***** Supplied records *****

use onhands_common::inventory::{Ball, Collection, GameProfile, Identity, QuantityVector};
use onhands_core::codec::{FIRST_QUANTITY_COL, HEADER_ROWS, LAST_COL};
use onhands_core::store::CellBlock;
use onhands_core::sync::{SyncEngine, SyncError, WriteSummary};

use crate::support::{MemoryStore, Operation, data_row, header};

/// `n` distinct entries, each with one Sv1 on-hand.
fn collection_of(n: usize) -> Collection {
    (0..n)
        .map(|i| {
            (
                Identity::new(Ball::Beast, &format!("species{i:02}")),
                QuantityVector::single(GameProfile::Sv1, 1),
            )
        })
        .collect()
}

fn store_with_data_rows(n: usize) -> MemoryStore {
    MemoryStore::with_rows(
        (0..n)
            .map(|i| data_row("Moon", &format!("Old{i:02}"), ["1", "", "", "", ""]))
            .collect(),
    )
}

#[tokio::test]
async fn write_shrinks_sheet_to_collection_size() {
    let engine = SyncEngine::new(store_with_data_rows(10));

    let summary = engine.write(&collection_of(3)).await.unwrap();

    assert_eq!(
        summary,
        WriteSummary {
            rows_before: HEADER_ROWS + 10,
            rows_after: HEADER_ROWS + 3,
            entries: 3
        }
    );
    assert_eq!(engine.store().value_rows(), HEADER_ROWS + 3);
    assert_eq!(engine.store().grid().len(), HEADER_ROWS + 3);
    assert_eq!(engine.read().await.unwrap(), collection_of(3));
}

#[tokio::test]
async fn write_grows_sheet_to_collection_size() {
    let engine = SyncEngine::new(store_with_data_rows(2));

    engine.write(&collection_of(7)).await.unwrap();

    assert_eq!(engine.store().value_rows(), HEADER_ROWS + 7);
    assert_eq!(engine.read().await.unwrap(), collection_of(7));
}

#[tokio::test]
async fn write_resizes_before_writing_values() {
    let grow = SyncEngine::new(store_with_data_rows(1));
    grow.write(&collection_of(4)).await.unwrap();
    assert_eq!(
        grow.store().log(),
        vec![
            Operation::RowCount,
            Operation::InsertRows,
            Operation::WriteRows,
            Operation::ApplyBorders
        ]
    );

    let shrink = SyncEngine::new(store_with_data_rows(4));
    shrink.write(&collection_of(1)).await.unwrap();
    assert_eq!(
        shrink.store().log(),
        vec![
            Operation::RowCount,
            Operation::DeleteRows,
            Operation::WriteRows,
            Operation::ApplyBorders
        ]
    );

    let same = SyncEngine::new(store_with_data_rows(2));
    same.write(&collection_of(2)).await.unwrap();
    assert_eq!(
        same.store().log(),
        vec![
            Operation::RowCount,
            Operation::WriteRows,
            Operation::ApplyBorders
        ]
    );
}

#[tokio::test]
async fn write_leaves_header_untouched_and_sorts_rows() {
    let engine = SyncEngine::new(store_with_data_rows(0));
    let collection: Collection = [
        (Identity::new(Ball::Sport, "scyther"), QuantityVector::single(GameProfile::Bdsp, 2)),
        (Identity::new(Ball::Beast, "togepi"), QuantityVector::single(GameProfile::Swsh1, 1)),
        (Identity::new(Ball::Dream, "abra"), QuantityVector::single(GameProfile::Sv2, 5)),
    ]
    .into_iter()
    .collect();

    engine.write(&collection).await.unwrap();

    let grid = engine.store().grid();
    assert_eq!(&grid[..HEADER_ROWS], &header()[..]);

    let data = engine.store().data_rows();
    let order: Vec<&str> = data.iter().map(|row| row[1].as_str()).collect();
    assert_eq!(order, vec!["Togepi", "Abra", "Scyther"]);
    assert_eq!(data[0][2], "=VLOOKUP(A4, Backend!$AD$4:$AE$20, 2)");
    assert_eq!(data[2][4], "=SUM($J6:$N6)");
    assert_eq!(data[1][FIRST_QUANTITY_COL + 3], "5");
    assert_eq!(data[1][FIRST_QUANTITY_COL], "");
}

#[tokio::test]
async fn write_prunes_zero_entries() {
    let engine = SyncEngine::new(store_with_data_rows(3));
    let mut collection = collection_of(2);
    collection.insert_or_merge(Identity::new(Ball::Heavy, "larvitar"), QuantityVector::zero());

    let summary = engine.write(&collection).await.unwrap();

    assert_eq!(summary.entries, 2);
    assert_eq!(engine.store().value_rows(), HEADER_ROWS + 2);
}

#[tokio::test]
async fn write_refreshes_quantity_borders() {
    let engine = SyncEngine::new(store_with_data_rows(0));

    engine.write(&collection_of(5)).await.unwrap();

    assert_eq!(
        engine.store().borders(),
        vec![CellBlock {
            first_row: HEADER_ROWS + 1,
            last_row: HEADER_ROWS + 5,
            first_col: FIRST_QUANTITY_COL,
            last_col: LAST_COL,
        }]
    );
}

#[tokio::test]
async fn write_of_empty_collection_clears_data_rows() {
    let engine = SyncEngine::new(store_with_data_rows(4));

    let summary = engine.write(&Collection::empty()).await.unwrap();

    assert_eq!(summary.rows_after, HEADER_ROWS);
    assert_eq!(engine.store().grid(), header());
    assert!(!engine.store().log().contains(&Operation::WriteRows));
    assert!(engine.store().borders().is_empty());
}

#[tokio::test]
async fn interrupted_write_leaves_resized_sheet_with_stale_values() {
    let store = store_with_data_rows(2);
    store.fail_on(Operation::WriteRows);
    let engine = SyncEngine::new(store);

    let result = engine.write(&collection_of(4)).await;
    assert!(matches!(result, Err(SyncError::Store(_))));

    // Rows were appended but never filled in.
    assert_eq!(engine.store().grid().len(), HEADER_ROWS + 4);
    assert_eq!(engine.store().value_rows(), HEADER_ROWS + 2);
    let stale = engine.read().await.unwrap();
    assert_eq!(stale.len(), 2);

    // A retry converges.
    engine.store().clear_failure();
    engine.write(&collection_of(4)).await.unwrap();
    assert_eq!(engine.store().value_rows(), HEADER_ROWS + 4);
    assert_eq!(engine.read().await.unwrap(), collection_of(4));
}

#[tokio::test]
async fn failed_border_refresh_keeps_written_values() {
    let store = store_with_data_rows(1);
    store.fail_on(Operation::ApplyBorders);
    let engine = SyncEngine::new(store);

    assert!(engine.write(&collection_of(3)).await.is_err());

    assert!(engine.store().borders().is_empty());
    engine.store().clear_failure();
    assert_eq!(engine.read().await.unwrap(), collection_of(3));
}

*****

> What you will do:
Each of the records is to be repeated word for word.

> Written response:
use onhands_common::inventory::{Ball, Collection, GameProfile, Identity, QuantityVector};
use onhands_core::codec::{FIRST_QUANTITY_COL, HEADER_ROWS, LAST_COL};
use onhands_core::store::CellBlock;
use onhands_core::sync::{SyncEngine, SyncError, WriteSummary};

use crate::support::{MemoryStore, Operation, data_row, header};

/// `n` distinct entries, each with one Sv1 on-hand.
fn collection_of(n: usize) -> Collection {
    (0..n)
        .map(|i| {
            (
                Identity::new(Ball::Beast, &format!("species{i:02}")),
                QuantityVector::single(GameProfile::Sv1, 1),
            )
        })
        .collect()
}

fn store_with_data_rows(n: usize) -> MemoryStore {
    MemoryStore::with_rows(
        (0..n)
            .map(|i| data_row("Moon", &format!("Old{i:02}"), ["1", "", "", "", ""]))
            .collect(),
    )
}

#[tokio::test]
async fn write_shrinks_sheet_to_collection_size() {
    let engine = SyncEngine::new(store_with_data_rows(10));

    let summary = engine.write(&collection_of(3)).await.unwrap();

    assert_eq!(
        summary,
        WriteSummary {
            rows_before: HEADER_ROWS + 10,
            rows_after: HEADER_ROWS + 3,
            entries: 3
        }
    );
    assert_eq!(engine.store().value_rows(), HEADER_ROWS + 3);
    assert_eq!(engine.store().grid().len(), HEADER_ROWS + 3);
    assert_eq!(engine.read().await.unwrap(), collection_of(3));
}

#[tokio::test]
async fn write_grows_sheet_to_collection_size() {
    let engine = SyncEngine::new(store_with_data_rows(2));

    engine.write(&collection_of(7)).await.unwrap();

    assert_eq!(engine.store().value_rows(), HEADER_ROWS + 7);
    assert_eq!(engine.read().await.unwrap(), collection_of(7));
}

#[tokio::test]
async fn write_resizes_before_writing_values() {
    let grow = SyncEngine::new(store_with_data_rows(1));
    grow.write(&collection_of(4)).await.unwrap();
    assert_eq!(
        grow.store().log(),
        vec![
            Operation::RowCount,
            Operation::InsertRows,
            Operation::WriteRows,
            Operation::ApplyBorders
        ]
    );

    let shrink = SyncEngine::new(store_with_data_rows(4));
    shrink.write(&collection_of(1)).await.unwrap();
    assert_eq!(
        shrink.store().log(),
        vec![
            Operation::RowCount,
            Operation::DeleteRows,
            Operation::WriteRows,
            Operation::ApplyBorders
        ]
    );

    let same = SyncEngine::new(store_with_data_rows(2));
    same.write(&collection_of(2)).await.unwrap();
    assert_eq!(
        same.store().log(),
        vec![
            Operation::RowCount,
            Operation::WriteRows,
            Operation::ApplyBorders
        ]
    );
}

#[tokio::test]
async fn write_leaves_header_untouched_and_sorts_rows() {
    let engine = SyncEngine::new(store_with_data_rows(0));
    let collection: Collection = [
        (Identity::new(Ball::Sport, "scyther"), QuantityVector::single(GameProfile::Bdsp, 2)),
        (Identity::new(Ball::Beast, "togepi"), QuantityVector::single(GameProfile::Swsh1, 1)),
        (Identity::new(Ball::Dream, "abra"), QuantityVector::single(GameProfile::Sv2, 5)),
    ]
    .into_iter()
    .collect();

    engine.write(&collection).await.unwrap();

    let grid = engine.store().grid();
    assert_eq!(&grid[..HEADER_ROWS], &header()[..]);

    let data = engine.store().data_rows();
    let order: Vec<&str> = data.iter().map(|row| row[1].as_str()).collect();
    assert_eq!(order, vec!["Togepi", "Abra", "Scyther"]);
    assert_eq!(data[0][2], "=VLOOKUP(A4, Backend!$AD$4:$AE$20, 2)");
    assert_eq!(data[2][4], "=SUM($J6:$N6)");
    assert_eq!(data[1][FIRST_QUANTITY_COL + 3], "5");
    assert_eq!(data[1][FIRST_QUANTITY_COL], "");
}

#[tokio::test]
async fn write_prunes_zero_entries() {
    let engine = SyncEngine::new(store_with_data_rows(3));
    let mut collection = collection_of(2);
    collection.insert_or_merge(Identity::new(Ball::Heavy, "larvitar"), QuantityVector::zero());

    let summary = engine.write(&collection).await.unwrap();

    assert_eq!(summary.entries, 2);
    assert_eq!(engine.store().value_rows(), HEADER_ROWS + 2);
}

#[tokio::test]
async fn write_refreshes_quantity_borders() {
    let engine = SyncEngine::new(store_with_data_rows(0));

    engine.write(&collection_of(5)).await.unwrap();

    assert_eq!(
        engine.store().borders(),
        vec![CellBlock {
            first_row: HEADER_ROWS + 1,
            last_row: HEADER_ROWS + 5,
            first_col: FIRST_QUANTITY_COL,
            last_col: LAST_COL,
        }]
    );
}

#[tokio::test]
async fn write_of_empty_collection_clears_data_rows() {
    let engine = SyncEngine::new(store_with_data_rows(4));

    let summary = engine.write(&Collection::empty()).await.unwrap();

    assert_eq!(summary.rows_after, HEADER_ROWS);
    assert_eq!(engine.store().grid(), header());
    assert!(!engine.store().log().contains(&Operation::WriteRows));
    assert!(engine.store().borders().is_empty());
}

#[tokio::test]
async fn interrupted_write_leaves_resized_sheet_with_stale_values() {
    let store = store_with_data_rows(2);
    store.fail_on(Operation::WriteRows);
    let engine = SyncEngine::new(store);

    let result = engine.write(&collection_of(4)).await;
    assert!(matches!(result, Err(SyncError::Store(_))));

    // Rows were appended but never filled in.
    assert_eq!(engine.store().grid().len(), HEADER_ROWS + 4);
    assert_eq!(engine.store().value_rows(), HEADER_ROWS + 2);
    let stale = engine.read().await.unwrap();
    assert_eq!(stale.len(), 2);

    // A retry converges.
    engine.store().clear_failure();
    engine.write(&collection_of(4)).await.unwrap();
    assert_eq!(engine.store().value_rows(), HEADER_ROWS + 4);
    assert_eq!(engine.read().await.unwrap(), collection_of(4));
}

#[tokio::test]
async fn failed_border_refresh_keeps_written_values() {
    let store = store_with_data_rows(1);
    store.fail_on(Operation::ApplyBorders);
    let engine = SyncEngine::new(store);

    assert!(engine.write(&collection_of(3)).await.is_err());

    assert!(engine.store().borders().is_empty());
    engine.store().clear_failure();
    assert_eq!(engine.read().await.unwrap(), collection_of(3));
}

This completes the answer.